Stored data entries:

*** Block opens ***

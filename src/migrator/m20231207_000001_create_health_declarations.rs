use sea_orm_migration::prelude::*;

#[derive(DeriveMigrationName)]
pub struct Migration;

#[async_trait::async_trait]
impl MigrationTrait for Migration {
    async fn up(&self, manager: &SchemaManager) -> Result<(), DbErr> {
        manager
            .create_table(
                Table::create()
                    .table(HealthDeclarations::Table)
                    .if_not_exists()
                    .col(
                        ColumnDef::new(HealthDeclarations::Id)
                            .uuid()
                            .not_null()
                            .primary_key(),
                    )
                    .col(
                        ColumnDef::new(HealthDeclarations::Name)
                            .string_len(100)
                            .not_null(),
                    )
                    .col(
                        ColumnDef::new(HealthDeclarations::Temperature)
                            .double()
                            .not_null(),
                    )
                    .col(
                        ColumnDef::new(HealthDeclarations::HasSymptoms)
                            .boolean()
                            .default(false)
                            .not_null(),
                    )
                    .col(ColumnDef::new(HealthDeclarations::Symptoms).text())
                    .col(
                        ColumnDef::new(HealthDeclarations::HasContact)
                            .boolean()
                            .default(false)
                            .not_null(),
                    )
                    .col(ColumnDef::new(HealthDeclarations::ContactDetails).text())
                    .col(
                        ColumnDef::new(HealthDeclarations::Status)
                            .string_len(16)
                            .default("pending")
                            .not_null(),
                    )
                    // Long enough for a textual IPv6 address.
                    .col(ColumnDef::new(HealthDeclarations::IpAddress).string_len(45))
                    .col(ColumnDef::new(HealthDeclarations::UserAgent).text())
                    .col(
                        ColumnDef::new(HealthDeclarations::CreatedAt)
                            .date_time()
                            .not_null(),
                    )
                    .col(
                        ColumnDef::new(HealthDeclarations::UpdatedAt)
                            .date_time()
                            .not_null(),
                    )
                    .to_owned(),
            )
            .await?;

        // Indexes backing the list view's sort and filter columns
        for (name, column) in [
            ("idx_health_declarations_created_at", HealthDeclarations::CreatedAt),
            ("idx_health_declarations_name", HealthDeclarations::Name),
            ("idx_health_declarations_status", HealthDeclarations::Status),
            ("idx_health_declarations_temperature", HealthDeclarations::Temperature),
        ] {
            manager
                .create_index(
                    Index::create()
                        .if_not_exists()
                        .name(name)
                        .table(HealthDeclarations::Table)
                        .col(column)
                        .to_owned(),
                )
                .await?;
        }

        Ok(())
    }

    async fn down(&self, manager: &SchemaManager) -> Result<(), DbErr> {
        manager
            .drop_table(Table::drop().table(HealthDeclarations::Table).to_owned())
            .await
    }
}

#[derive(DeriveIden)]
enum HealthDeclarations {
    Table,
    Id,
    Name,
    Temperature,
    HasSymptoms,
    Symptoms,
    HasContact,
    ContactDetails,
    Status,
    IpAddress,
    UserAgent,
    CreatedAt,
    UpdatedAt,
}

*** Block closes ***

(Task to complete) Scan the data, and report each line that uses the word "Result".

(Answer section)
    async fn up(&self, manager: &SchemaManager) -> Result<(), DbErr> {
    async fn down(&self, manager: &SchemaManager) -> Result<(), DbErr> {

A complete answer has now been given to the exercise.